Once a novelty, nowadays many cloud storage services are fighting for their piece of the market in the virtual world. Today I’m taking a look at Mega, a service that received a massive amount of press coverage thanks to Kim Dotcom. However, I’m not going to focus on Kim’s past, I’m going to focus on Mega alone.
Despite Mega offering 50GB of free storage for free alongside a cheap Pro membership, some would argue that due to their ongoing legal problems, choosing to store data on MEGA is not not as secure as it might be using other providers. Vikram Kumar, CEO at Mega Limited, comments: “This is a matter of perception rather than reality. Over time, Mega will store every file in at least two different locations (jurisdictions) which will give even more legal and technical security of user data.”
Currently, Mega has leased servers in Germany. They opt not to operate in the U.S. since they think the implementation of laws in that country are not favorable for any Internet company.
When choosing a cloud storage provider, users usually think about what type of content can be uploaded. Mega doesn’t limit the type of data that can be stored. Copyright infringement claims are taken seriously as Kumar explains: “Copyright owners or their agents need to notify Mega of any alleged copyright infringement. They can provide such DMCA-style takedown requests via a specific form on Mega’s website. If all the required information is provided, Mega will promptly take down the link or file as requested. Mega will also inform the user of the action so that the user has an opportunity to follow up if appropriate.”
When it comes to privacy, Mega wants the data safe from prying eyes. “Mega’s aim is to make encryption/decryption fast and automatic so that people do not have to take extra steps to be secure and keep their data private. The encryption key is controlled by the user’s password. No downloads or plugins are required. Encryption/decryption is done on the fly, as files are uploaded and downloaded. All of this makes Mega secure in theory and practice,” comments Kumar.
In an unusual move for a cloud storage provider, Mega has launched a vulnerability reward program that renumerates the report of a previously unknown security-relevant bug or design flaw. They offer up to 10,000 EUR per bug and nine rewards have already been given out.
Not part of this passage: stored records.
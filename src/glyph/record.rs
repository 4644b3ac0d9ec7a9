//! # Record reassembly
//!
//! Hershey glyph tables are hard-wrapped at a fixed column width without any continuation marker.
//! A physical line starts a new logical record if and only if its first four characters (or all of them, for shorter lines) are decimal digits or spaces; these columns hold the right-aligned glyph code.
//! Every other line continues the record started most recently and is appended to it verbatim.
//!
//! Empty lines carry no data and are dropped.
//!
//! ```
//! # use hershey::glyph::record::reassemble;
//! let records = reassemble("  501  4KYRFRV\nRV\n  502  1JZ").unwrap();
//! assert_eq!(records.len(), 2);
//! assert_eq!(records[0].text, "  501  4KYRFRVRV");
//! assert_eq!(records[1].line, 3);
//! ```

use crate::util::byte::ByteExt;

/// The number of leading columns inspected to classify a line.
const HEADER_PROBE_LEN: usize = 4;

/// A logical glyph record.
#[derive(Debug, PartialEq, Eq, Clone)]
pub struct Record {
    /// The 1-based number of the physical line that starts the record.
    pub line: usize,
    /// The concatenated text of the record.
    pub text: String,
}

/// A continuation line was found before any header line.
#[derive(Debug, PartialEq, Eq, Clone)]
pub struct OrphanLine {
    /// The 1-based number of the offending physical line.
    pub line: usize,
    /// The text of the offending physical line.
    pub text: String,
}

/// Whether the physical line starts a new logical record.
pub fn is_header(line: &str) -> bool {
    line.bytes().take(HEADER_PROBE_LEN).all(|x| x.is_header_byte())
}

/// Joins the physical lines of a glyph table into logical records.
///
/// Returns an error if the first non-empty line is not a header line, since there is no record it could extend.
pub fn reassemble(text: &str) -> Result<Vec<Record>, OrphanLine> {
    let mut records: Vec<Record> = Vec::new();

    for (number, line) in text.lines().enumerate() {
        let number = number + 1;

        if line.is_empty() {
            continue;
        }

        if is_header(line) {
            records.push(Record {
                line: number,
                text: line.to_string(),
            });
        } else if let Some(record) = records.last_mut() {
            log::trace!("line {} continues the record of line {}", number, record.line);
            record.text.push_str(line);
        } else {
            return Err(OrphanLine {
                line: number,
                text: line.to_string(),
            });
        }
    }

    log::info!("reassembled {} records", records.len());

    Ok(records)
}
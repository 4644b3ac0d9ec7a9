/// Extends `u8` by helpers for reading Hershey records.
pub trait ByteExt {
    /// Whether the byte may appear in the first four columns of a record header.
    ///
    /// Header columns hold the right-aligned glyph code, so only decimal digits and spaces qualify.
    fn is_header_byte(&self) -> bool;

    /// Returns a character representing the byte.
    ///
    /// Printable ASCII is returned as is.
    /// Control characters, the space character (`0x20`), and the delete character (`0x7F`) are represented by “Control Pictures” as defined by Unicode: <https://www.unicode.org/charts/PDF/U2400.pdf>.
    /// Bytes outside of ASCII are represented by the replacement character.
    fn picture(&self) -> char;
}

impl ByteExt for u8 {
    fn is_header_byte(&self) -> bool {
        self.is_ascii_digit() || *self == b' '
    }

    fn picture(&self) -> char {
        match *self {
            // U+2400 to U+2420 mirror 0x00 to 0x20 one to one
            byte @ 0x00..=0x20 => std::char::from_u32(0x2400 + byte as u32).unwrap_or('\u{FFFD}'),
            0x7F => '␡',
            byte @ 0x21..=0x7E => byte as char,
            _ => '\u{FFFD}',
        }
    }
}
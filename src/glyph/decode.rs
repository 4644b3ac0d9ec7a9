//! # Glyph decoding
//!
//! A logical record has a fixed-width header followed by a stream of coordinate pairs:
//!
//! | Columns        | Content                                                  |
//! |----------------|----------------------------------------------------------|
//! | `0..5`         | glyph code, decimal, padded with spaces                  |
//! | `5..8`         | vertex count, decimal, including the side-bearing pair   |
//! | `8`            | left side-bearing                                        |
//! | `9`            | right side-bearing                                       |
//! | `10..`         | `vertex count - 1` coordinate pairs, two characters each |
//!
//! Side-bearings and coordinates are single characters holding a signed offset from `R`: `R` is zero, `Q` is `-1`, `S` is `1` and so on.
//! The pair `" R"` is the pen-up marker.
//! It produces no point; instead, the next coordinate pair starts a new polyline.
//!
//! ```
//! # use hershey::data::PathOp;
//! # use hershey::glyph::decode::decode;
//! let glyph = decode("  501  6IZRFRV RKVVV").unwrap();
//! assert_eq!(glyph.code, 501);
//! assert_eq!((glyph.left, glyph.right), (-9, 8));
//! assert_eq!(
//!     glyph.path,
//!     [
//!         PathOp::MoveTo(0, -12),
//!         PathOp::LineTo(0, 4),
//!         PathOp::MoveTo(-7, 4),
//!         PathOp::LineTo(4, 4),
//!     ]
//! );
//! ```

use crate::data::{GlyphRecord, PathOp};
use crate::util::byte::ByteExt;
use std::fmt;
use std::ops::Range;
use std::str::FromStr;

/// The character encoding the offset zero.
pub const ORIGIN: u8 = b'R';
/// The coordinate pair which lifts the pen.
pub const PEN_UP: [u8; 2] = [b' ', ORIGIN];

/// The columns of the glyph code.
const CODE_FIELD: Range<usize> = 0..5;
/// The columns of the vertex count.
const VERTEX_COUNT_FIELD: Range<usize> = 5..8;
/// The column of the left side-bearing.
const LEFT_BEARING_OFFSET: usize = 8;
/// The column of the right side-bearing.
const RIGHT_BEARING_OFFSET: usize = 9;
/// The column of the first coordinate pair.
const COORDINATES_OFFSET: usize = 10;

/// Decodes a logical record into a glyph.
///
/// Exactly `vertex count - 1` coordinate pairs are read.
/// Characters following them are ignored.
pub fn decode(record: &str) -> Result<GlyphRecord, DecodeError> {
    let bytes = record.as_bytes();
    let fail = |offset: usize, kind: DecodeErrorKind| DecodeError {
        record: record.to_string(),
        offset,
        kind,
    };

    let code: u32 = field(record, CODE_FIELD, DecodeErrorKind::InvalidCode)?;
    let vertex_count: usize = field(
        record,
        VERTEX_COUNT_FIELD,
        DecodeErrorKind::InvalidVertexCount,
    )?;

    // the side-bearing pair is part of the vertex count
    if vertex_count == 0 {
        return Err(fail(
            VERTEX_COUNT_FIELD.start,
            DecodeErrorKind::InvalidVertexCount,
        ));
    }

    let end = COORDINATES_OFFSET + 2 * (vertex_count - 1);

    if bytes.len() < end {
        let in_pair =
            bytes.len() > COORDINATES_OFFSET && (bytes.len() - COORDINATES_OFFSET) % 2 == 1;
        let (offset, kind) = if in_pair {
            (bytes.len() - 1, DecodeErrorKind::UnterminatedPair)
        } else {
            (bytes.len(), DecodeErrorKind::Truncated { expected: end })
        };
        return Err(fail(offset, kind));
    }

    if bytes.len() > end {
        log::debug!(
            "glyph {}: ignoring {} characters after {} vertices",
            code,
            bytes.len() - end,
            vertex_count
        );
    }

    let left =
        offset_at(bytes, LEFT_BEARING_OFFSET).map_err(|kind| fail(LEFT_BEARING_OFFSET, kind))?;
    let right =
        offset_at(bytes, RIGHT_BEARING_OFFSET).map_err(|kind| fail(RIGHT_BEARING_OFFSET, kind))?;

    let mut path = Vec::with_capacity(vertex_count - 1);
    let mut pen_up = true;

    for offset in (COORDINATES_OFFSET..end).step_by(2) {
        if bytes[offset..offset + 2] == PEN_UP {
            pen_up = true;
            continue;
        }

        let x = offset_at(bytes, offset).map_err(|kind| fail(offset, kind))?;
        let y = offset_at(bytes, offset + 1).map_err(|kind| fail(offset + 1, kind))?;

        if pen_up {
            path.push(PathOp::MoveTo(x, y));
            pen_up = false;
        } else {
            path.push(PathOp::LineTo(x, y));
        }
    }

    log::trace!("glyph {}: {} path operations", code, path.len());

    Ok(GlyphRecord {
        code,
        left,
        right,
        path,
    })
}

/// Returns the signed value of an offset character.
///
/// The format only uses printable ASCII, which bounds offsets to `-50..=44`.
pub fn offset_value(byte: u8) -> Option<i32> {
    if (0x20..=0x7E).contains(&byte) {
        Some(byte as i32 - ORIGIN as i32)
    } else {
        None
    }
}

fn offset_at(bytes: &[u8], offset: usize) -> Result<i32, DecodeErrorKind> {
    let byte = bytes[offset];
    offset_value(byte).ok_or(DecodeErrorKind::InvalidCharacter(byte))
}

/// Parses a space-padded decimal header field.
fn field<T: FromStr>(
    record: &str,
    range: Range<usize>,
    kind: DecodeErrorKind,
) -> Result<T, DecodeError> {
    if record.len() < range.end {
        return Err(DecodeError {
            record: record.to_string(),
            offset: record.len(),
            kind: DecodeErrorKind::Truncated {
                expected: range.end,
            },
        });
    }

    let start = range.start;

    record
        .get(range)
        .and_then(|x| x.trim().parse::<T>().ok())
        .ok_or_else(|| DecodeError {
            record: record.to_string(),
            offset: start,
            kind,
        })
}

/// An error that may occur when decoding a record.
#[derive(Debug, PartialEq, Eq, Hash, Clone)]
pub struct DecodeError {
    /// The raw record.
    pub record: String,
    /// The byte offset into `record` at which decoding failed.
    pub offset: usize,
    /// What went wrong.
    pub kind: DecodeErrorKind,
}

/// The kind of a [`DecodeError`].
#[derive(Debug, PartialEq, Eq, Hash, Clone, Copy)]
pub enum DecodeErrorKind {
    /// The glyph code field is not a non-negative decimal number.
    InvalidCode,
    /// The vertex count field is not a positive decimal number.
    InvalidVertexCount,
    /// The record ends before the data announced by its header.
    Truncated {
        /// The length in bytes the record needs at least.
        expected: usize,
    },
    /// The record ends after the first character of a coordinate pair.
    UnterminatedPair,
    /// A side-bearing or coordinate character is not printable ASCII.
    InvalidCharacter(u8),
}

impl fmt::Display for DecodeErrorKind {
    fn fmt(&self, f: &mut fmt::Formatter<'_>) -> fmt::Result {
        match self {
            Self::InvalidCode => write!(f, "The glyph code can not be parsed."),
            Self::InvalidVertexCount => write!(f, "The vertex count can not be parsed."),
            Self::Truncated { expected } => write!(
                f,
                "The record is truncated; at least {} characters are required.",
                expected
            ),
            Self::UnterminatedPair => write!(f, "The last coordinate pair is incomplete."),
            Self::InvalidCharacter(byte) => {
                write!(f, "The character {} is not a valid offset.", byte.picture())
            }
        }
    }
}

impl fmt::Display for DecodeError {
    fn fmt(&self, f: &mut fmt::Formatter<'_>) -> fmt::Result {
        write!(
            f,
            "{} (offset {} in record {:?})",
            self.kind, self.offset, self.record
        )
    }
}

impl std::error::Error for DecodeError {
    fn source(&self) -> Option<&(dyn std::error::Error + 'static)> {
        None
    }
}

#[cfg(test)]
mod tests {
    use super::*;
    use crate::data::PathOp::{LineTo, MoveTo};

    fn kind(record: &str) -> DecodeErrorKind {
        decode(record).unwrap_err().kind
    }

    #[test]
    fn test_decode_single_point() {
        // the side-bearings take the first two `R`s, the only pair is `RV`
        let glyph = decode("    1  2RRRVT").unwrap();
        assert_eq!(glyph.code, 1);
        assert_eq!((glyph.left, glyph.right), (0, 0));
        assert_eq!(glyph.path, [MoveTo(0, 4)]);
    }

    #[test]
    fn test_decode_bearings_only() {
        let glyph = decode("  699  1JZ").unwrap();
        assert_eq!(glyph.code, 699);
        assert_eq!((glyph.left, glyph.right), (-8, 8));
        assert!(glyph.path.is_empty());
    }

    #[test]
    fn test_decode_polyline() {
        let glyph = decode(" 2001  4MWRMNVVV").unwrap();
        assert_eq!(
            glyph.path,
            [MoveTo(0, -5), LineTo(-4, 4), LineTo(4, 4)]
        );
    }

    #[test]
    fn test_decode_pen_up_starts_subpath() {
        let glyph = decode("    5  6MWRMRW RPTTT").unwrap();
        assert_eq!(
            glyph.path,
            [
                MoveTo(0, -5),
                LineTo(0, 5),
                MoveTo(-2, 2),
                LineTo(2, 2),
            ]
        );
    }

    #[test]
    fn test_decode_repeated_pen_up() {
        let glyph = decode("    5  5MW R RRR R").unwrap();
        assert_eq!(glyph.path, [MoveTo(0, 0)]);
    }

    #[test]
    fn test_decode_negative_bearings() {
        let glyph = decode("    7  1AR").unwrap();
        assert_eq!((glyph.left, glyph.right), (-17, 0));
    }

    #[test]
    fn test_decode_trailing_characters() {
        let glyph = decode("    9  2RRSSextra").unwrap();
        assert_eq!(glyph.path, [MoveTo(1, 1)]);
    }

    #[test]
    fn test_decode_invalid_code() {
        assert_eq!(kind("  x1  1RR"), DecodeErrorKind::InvalidCode);
        assert_eq!(kind("       1RR"), DecodeErrorKind::InvalidCode);
        assert_eq!(kind("   -1  1RR"), DecodeErrorKind::InvalidCode);
    }

    #[test]
    fn test_decode_invalid_vertex_count() {
        assert_eq!(kind("    1 a1RR"), DecodeErrorKind::InvalidVertexCount);
        assert_eq!(kind("    1   RR"), DecodeErrorKind::InvalidVertexCount);
        assert_eq!(kind("    1  0RR"), DecodeErrorKind::InvalidVertexCount);
    }

    #[test]
    fn test_decode_truncated() {
        let error = decode("    1  3RRRV").unwrap_err();
        assert_eq!(error.kind, DecodeErrorKind::Truncated { expected: 14 });
        assert_eq!(error.offset, 12);
        assert_eq!(error.record, "    1  3RRRV");

        assert_eq!(kind("    1"), DecodeErrorKind::Truncated { expected: 8 });
        assert_eq!(kind("    1  1R"), DecodeErrorKind::Truncated { expected: 10 });
        assert_eq!(kind("  1"), DecodeErrorKind::Truncated { expected: 5 });
    }

    #[test]
    fn test_decode_unterminated_pair() {
        let error = decode("    1  3RRRVR").unwrap_err();
        assert_eq!(error.kind, DecodeErrorKind::UnterminatedPair);
        assert_eq!(error.offset, 12);
    }

    #[test]
    fn test_decode_invalid_character() {
        let error = decode("    1  2RR\tV").unwrap_err();
        assert_eq!(error.kind, DecodeErrorKind::InvalidCharacter(b'\t'));
        assert_eq!(error.offset, 10);

        let error = decode("    1  1R\x7f").unwrap_err();
        assert_eq!(error.kind, DecodeErrorKind::InvalidCharacter(0x7F));
        assert_eq!(error.offset, 9);
    }

    #[test]
    fn test_offset_value() {
        assert_eq!(offset_value(b'R'), Some(0));
        assert_eq!(offset_value(b'A'), Some(-17));
        assert_eq!(offset_value(b'Z'), Some(8));
        assert_eq!(offset_value(b' '), Some(-50));
        assert_eq!(offset_value(b'~'), Some(44));
        assert_eq!(offset_value(b'\n'), None);
    }

    #[test]
    fn test_decode_error_display() {
        let error = decode("    1  3RRRVR").unwrap_err();
        assert_eq!(
            error.to_string(),
            "The last coordinate pair is incomplete. (offset 12 in record \"    1  3RRRVR\")"
        );
        assert_eq!(
            DecodeErrorKind::InvalidCharacter(b'\t').to_string(),
            "The character ␉ is not a valid offset."
        );
    }
}
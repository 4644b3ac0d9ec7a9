//! # Hershey
//!
//! *Hershey* decodes stroke fonts in the Hershey interchange format and exports them as plain-text line lists.
//!
//! The Hershey fonts are vector fonts digitized by A. V. Hershey and distributed in the compact ASCII encoding devised by James Hurt.
//! Every glyph is a set of open polylines together with a left and a right side-bearing.
//!
//! The library is organized along the stages of the pipeline:
//!
//! - [`glyph`] reassembles wrapped records and decodes them into a [`GlyphTable`](crate::data::GlyphTable).
//! - [`family`] reads a family table which assigns printable ASCII characters to glyph codes.
//! - [`path`] flattens glyph paths into line [segments](crate::data::Segment).
//! - [`export`] writes all 96 printable characters of a family as a vector document.
//!
//! [`font`] bundles a glyph table and a family index behind a single query surface.
//!
//! All operations are pure functions over text that has already been read by the caller.
//!
//! # Example
//!
//! ```
//! # use hershey::ctx::Context;
//! # use hershey::font::Font;
//! let glyphs = "    1  3IZRFRV\n    2  1KY";
//! let families = "Demo:1-2";
//! let font = Font::load(glyphs, families, &Context::default()).unwrap();
//!
//! let glyph = font.glyph_for("Demo", b' ').unwrap();
//! assert_eq!(glyph.code, 1);
//! assert_eq!(font.segments(1).unwrap().len(), 1);
//! ```

#![deny(missing_docs, missing_debug_implementations)]

pub mod ctx;
pub mod data;
pub mod export;
pub mod family;
pub mod font;
pub mod glyph;
pub mod path;
mod util;
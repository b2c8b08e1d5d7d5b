//! Component trait, implemented by every screen.

use color_eyre::eyre::Result;
use crossterm::event::KeyEvent;
use ratatui::{Frame, layout::Rect};

use crate::action::Action;

/// Lifecycle: (`handle_key_event` | `update` | `render`)*
pub trait Component: Send {
    /// Handle a key the app loop did not claim. Return an action to dispatch.
    fn handle_key_event(&mut self, _key: KeyEvent) -> Result<Option<Action>> {
        Ok(None)
    }

    /// Process a dispatched action. May return a follow-up action.
    fn update(&mut self, _action: &Action) -> Result<Option<Action>> {
        Ok(None)
    }

    fn render(&self, frame: &mut Frame, area: Rect);

    fn set_focused(&mut self, _focused: bool) {}
}
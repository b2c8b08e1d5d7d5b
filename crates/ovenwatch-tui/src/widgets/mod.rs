//! Small reusable rendering helpers.

pub mod badges;
pub mod bar_fmt;
pub mod status_indicator;
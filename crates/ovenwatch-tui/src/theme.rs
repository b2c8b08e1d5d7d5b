//! Palette and semantic styles for the dashboard.

use ratatui::style::{Color, Modifier, Style};

use ovenwatch_core::Ingredient;

// ── Core Palette ──────────────────────────────────────────────────────

pub const NEON_CYAN: Color = Color::Rgb(128, 255, 234); // #80ffea
pub const ELECTRIC_PURPLE: Color = Color::Rgb(225, 53, 255); // #e135ff
pub const ELECTRIC_YELLOW: Color = Color::Rgb(241, 250, 140); // #f1fa8c
pub const ERROR_RED: Color = Color::Rgb(255, 99, 99); // #ff6363

// ── Connection Dot ────────────────────────────────────────────────────

pub const CONNECTED: Color = Color::Rgb(166, 227, 161); // #a6e3a1
pub const DISCONNECTED: Color = Color::Rgb(242, 184, 181); // #f2b8b5

// ── Ingredients ───────────────────────────────────────────────────────

pub const TOMATO: Color = Color::Rgb(255, 85, 85); // #ff5555
pub const CHEESE: Color = Color::Rgb(241, 250, 140); // #f1fa8c
pub const BASIL: Color = Color::Rgb(80, 250, 123); // #50fa7b
pub const BLUEBERRY: Color = Color::Rgb(139, 233, 253); // #8be9fd

// ── Extended Palette ──────────────────────────────────────────────────

pub const DIM_WHITE: Color = Color::Rgb(189, 193, 207); // #bdc1cf
pub const BORDER_GRAY: Color = Color::Rgb(98, 114, 164); // #6272a4
pub const BG_DARK: Color = Color::Rgb(30, 31, 41); // #1e1f29
pub const FADED: Color = Color::Rgb(110, 112, 124); // #6e707c

pub fn ingredient_color(ingredient: Ingredient) -> Color {
    match ingredient {
        Ingredient::Red => TOMATO,
        Ingredient::Yellow => CHEESE,
        Ingredient::Green => BASIL,
        Ingredient::Blue => BLUEBERRY,
    }
}

// ── Semantic Styles ───────────────────────────────────────────────────

pub fn title_style() -> Style {
    Style::default().fg(NEON_CYAN).add_modifier(Modifier::BOLD)
}

pub fn border_focused() -> Style {
    Style::default().fg(ELECTRIC_PURPLE)
}

pub fn border_default() -> Style {
    Style::default().fg(BORDER_GRAY)
}

pub fn tab_active() -> Style {
    Style::default()
        .fg(ELECTRIC_PURPLE)
        .add_modifier(Modifier::BOLD)
}

pub fn tab_inactive() -> Style {
    Style::default().fg(DIM_WHITE)
}

pub fn key_hint() -> Style {
    Style::default().fg(BORDER_GRAY)
}

pub fn key_hint_key() -> Style {
    Style::default().fg(NEON_CYAN).add_modifier(Modifier::BOLD)
}

/// Large counter values (`nb-accepted`, `nb-refused`).
pub fn counter_value() -> Style {
    Style::default().fg(DIM_WHITE).add_modifier(Modifier::BOLD)
}

/// Bar fill for a station at or above capacity.
pub fn bar_full() -> Style {
    Style::default().fg(ERROR_RED).add_modifier(Modifier::BOLD)
}

/// Bar fill for a station with spare capacity.
pub fn bar_normal() -> Style {
    Style::default().fg(CONNECTED)
}

pub fn bar_empty() -> Style {
    Style::default().fg(BORDER_GRAY)
}

pub fn badge() -> Style {
    Style::default().fg(BG_DARK).bg(DIM_WHITE)
}

pub fn badge_warning() -> Style {
    Style::default().fg(BG_DARK).bg(ELECTRIC_YELLOW)
}

pub fn badge_error() -> Style {
    Style::default()
        .fg(BG_DARK)
        .bg(DISCONNECTED)
        .add_modifier(Modifier::BOLD)
}

/// Overlay for an out-of-service station row. Terminals have no alpha, so
/// reduced opacity is rendered as a faded, dimmed foreground.
pub fn dimmed(base: Style) -> Style {
    base.fg(FADED).add_modifier(Modifier::DIM)
}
Registration is fast and simple. All you need is a working e-mail address, and in minutes you get 50GB of free storage. This is more than most cloud storage providers offer on a free plan. Pro accounts are available, and are cheaper than the competition – for example, you can get 2TB of storage for 199.99 EUR per year.
The page showing your account information is exceedingly simple yet informative. It offers all you need to know at a glance and enables fast decision making if you want to upgrade to a Pro account.
The clear design choice is visible also on the page you’ll be using most often – the file manager. You can view images as a list of as a set of thumbnails. This is especially helpful when dealing with a collection of photos:
Working with files (and sharing them) is straightforward, a right-click brings the options you need:
Nowadays, cloud storage services are clearly finding their way into the daily workflow of the average computer user. In order to make Mega even more appealing to a global audience, its creators have translated it to a variety of languages, thus making it easier to use.
Despite initial hiccups with the service, as a vast number of people flocked to open an account. During my usage Mega proved to be as reliable as any other cloud storage service I’ve used before.
There are still improvements to be made, like dedicated apps for mobile devices, but the great amount of free storage will certainly appeal to most users.